While many joint stock banks have announced ceasing loaning to securities investors, other banks are trying to push up this operation, which proves to bring high profit.

SeABank Hanoi, for example, on August 20 announced that it would cooperate with SeABank Securities Company, belonging to the bank, to provide loans to securities investors with the mortgages being the securities themselves.

The bank will lend VND50mil at minimum for every deal and for six months. However, the bank requires high interest rates on the loans. For example, the interest rate for a six-month term loan is 1.1% per month. In case investors want to extend the loans, they would have to pay 1.32% per month. The borrowers will have to pay 1.65% a month for overdue debts. Moreover, they have to pay VND200,000 per deal for the so-called ‘credit management fee’.

The mortgage assets for the loans will be the securities items to be selected by SeABS, which are being listed on HCM City Stock Exchange (HOSE) and Hanoi Securities Trading Centre (HASTC). The market value of the mortgaged securities items will be the average closing price of the latest trading sessions. Borrowers are allowed to sell mortgaged securities, and right after the sale, they have to pay debts to the bank.

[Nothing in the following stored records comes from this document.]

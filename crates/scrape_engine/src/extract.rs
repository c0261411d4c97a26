use scraper::{Html, Selector};

/// Text of the page's main heading: the first `<h1>`, else the first heading
/// of any level. Whitespace is collapsed; empty headings are ignored.
pub fn first_heading(html: &str) -> Option<String> {
    let doc = Html::parse_document(html);
    ["h1", "h1, h2, h3, h4, h5, h6"]
        .iter()
        .filter_map(|css| Selector::parse(css).ok())
        .find_map(|sel| {
            doc.select(&sel)
                .map(|heading| {
                    heading
                        .text()
                        .flat_map(str::split_whitespace)
                        .collect::<Vec<_>>()
                        .join(" ")
                })
                .find(|text| !text.is_empty())
        })
}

The Bank for Agriculture and Rural Development (Agribank) HCM City Branch has also signed contracts with Agribank Securities Company and Au Viet Securities Company to provide loans to stock investors. With Agribank, clients are allowed to borrow sums of money equivalent to 50% of shares’ value, and for 12 months at maximum.

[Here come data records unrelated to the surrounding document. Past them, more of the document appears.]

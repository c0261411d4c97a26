use std::time::Duration;

use reqwest::Method;
use scrape_logging::{scrape_debug, scrape_error, scrape_info, scrape_warn};

use crate::decode::decode_utf8_lossy;
use crate::retry::RetryPolicy;
use crate::{FailureKind, FetchError, FetchMetadata, FetchOutput};

#[derive(Debug, Clone)]
pub struct FetchSettings {
    pub connect_timeout: Duration,
    pub request_timeout: Duration,
    pub redirect_limit: usize,
    pub user_agent: String,
    pub retry: RetryPolicy,
}

impl Default for FetchSettings {
    fn default() -> Self {
        Self {
            connect_timeout: Duration::from_secs(10),
            request_timeout: Duration::from_secs(10),
            redirect_limit: 10,
            user_agent: concat!("scrape_docs/", env!("CARGO_PKG_VERSION")).to_string(),
            retry: RetryPolicy::default(),
        }
    }
}

/// Network retrieval of a single page as text.
///
/// Implementations never panic on network trouble: every failure comes back
/// as a classified [`FetchError`].
#[async_trait::async_trait]
pub trait Fetcher: Send + Sync {
    async fn fetch(&self, url: &str) -> Result<FetchOutput, FetchError>;
}

#[derive(Debug, Clone)]
pub struct ReqwestFetcher {
    settings: FetchSettings,
    client: reqwest::Client,
}

impl ReqwestFetcher {
    pub fn new(settings: FetchSettings) -> Result<Self, FetchError> {
        let client = reqwest::Client::builder()
            .connect_timeout(settings.connect_timeout)
            .timeout(settings.request_timeout)
            .redirect(reqwest::redirect::Policy::limited(settings.redirect_limit))
            .user_agent(settings.user_agent.clone())
            .build()
            .map_err(|err| FetchError::new(FailureKind::Other, err.to_string()))?;
        Ok(Self { settings, client })
    }

    async fn attempt(&self, url: &reqwest::Url) -> Result<(String, Vec<u8>), FetchError> {
        let response = self
            .client
            .request(Method::GET, url.clone())
            .send()
            .await
            .map_err(map_reqwest_error)?;

        let status = response.status();
        if !status.is_success() {
            return Err(FetchError::new(
                FailureKind::HttpStatus(status.as_u16()),
                status.to_string(),
            ));
        }

        let final_url = response.url().to_string();
        let bytes = response.bytes().await.map_err(map_reqwest_error)?;
        Ok((final_url, bytes.to_vec()))
    }
}

#[async_trait::async_trait]
impl Fetcher for ReqwestFetcher {
    async fn fetch(&self, url: &str) -> Result<FetchOutput, FetchError> {
        let parsed = reqwest::Url::parse(url)
            .map_err(|err| FetchError::new(FailureKind::Other, err.to_string()))?;
        let policy = &self.settings.retry;
        let may_retry = policy.allows_method(&Method::GET);

        scrape_info!(url = url; "Fetching content from: {}", url);
        let mut attempts = 0u32;
        loop {
            attempts += 1;
            match self.attempt(&parsed).await {
                Ok((final_url, bytes)) => {
                    let decoded = decode_utf8_lossy(&bytes);
                    if decoded.lossy {
                        scrape_debug!(url = url; "Replaced invalid UTF-8 sequences in {}", url);
                    }
                    scrape_info!(url = url; "Successfully fetched content from: {}", url);
                    return Ok(FetchOutput {
                        text: decoded.text,
                        metadata: FetchMetadata {
                            original_url: url.to_string(),
                            final_url,
                            attempts,
                            byte_len: bytes.len() as u64,
                            lossy: decoded.lossy,
                        },
                    });
                }
                Err(err) => {
                    let delay = if may_retry && policy.is_retryable(err.kind) {
                        policy.delay_before(attempts)
                    } else {
                        None
                    };
                    match delay {
                        Some(delay) => {
                            scrape_debug!(
                                url = url, error_code = err.kind.code();
                                "Retrying {} in {:?} after {}", url, delay, err
                            );
                            tokio::time::sleep(delay).await;
                        }
                        None => {
                            log_failure(url, &err);
                            return Err(err);
                        }
                    }
                }
            }
        }
    }
}

fn log_failure(url: &str, err: &FetchError) {
    let code = err.kind.code();
    match err.kind {
        FailureKind::HttpStatus(status) => {
            scrape_warn!(
                url = url, error_code = code, status_code = status;
                "HTTP error fetching {}: {}", url, status
            );
        }
        FailureKind::Timeout => {
            scrape_error!(url = url, error_code = code; "Timeout fetching {}: {}", url, err.message);
        }
        FailureKind::ConnectionError => {
            scrape_error!(
                url = url, error_code = code;
                "Connection error fetching {}: {}", url, err.message
            );
        }
        FailureKind::Other => {
            scrape_error!(
                url = url, error_code = code;
                "General request error fetching {}: {}", url, err.message
            );
        }
    }
}

fn map_reqwest_error(err: reqwest::Error) -> FetchError {
    if err.is_timeout() {
        return FetchError::new(FailureKind::Timeout, err.to_string());
    }
    if err.is_connect() || err.is_request() {
        return FetchError::new(FailureKind::ConnectionError, err.to_string());
    }
    FetchError::new(FailureKind::Other, err.to_string())
}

It is said that Vietcombank and other state-owned banks, which have a percentage of loans for securities investments below the ceiling level of 3% of total outstanding loans, are trying to attract clients – securities investors – though they announced before that they would not pay much attention to this operation.

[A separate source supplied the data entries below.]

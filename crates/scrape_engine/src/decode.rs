use encoding_rs::UTF_8;

#[derive(Debug, Clone, PartialEq, Eq)]
pub struct DecodedText {
    pub text: String,
    /// At least one malformed sequence was replaced with U+FFFD.
    pub lossy: bool,
}

/// Decode a response body as UTF-8, replacing malformed sequences instead of
/// failing. A leading UTF-8 BOM is stripped.
pub fn decode_utf8_lossy(bytes: &[u8]) -> DecodedText {
    let (text, had_errors) = UTF_8.decode_with_bom_removal(bytes);
    DecodedText {
        text: text.into_owned(),
        lossy: had_errors,
    }
}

Loaning for securities investments proves to be a profitable business, and it is understandable why no joint stock bank refuses funding stock investment deals. These loans have been accounting for 10-40% of total outstanding loans of commercial banks.

The central bank has tried to limit the loaning for securities investments by issuing Instruction No 3, requesting banks to lower their outstanding loans for stock investments to less than 3% of banks’ total outstanding loans. The deadline for the implementation of the decision is December 31, 2007.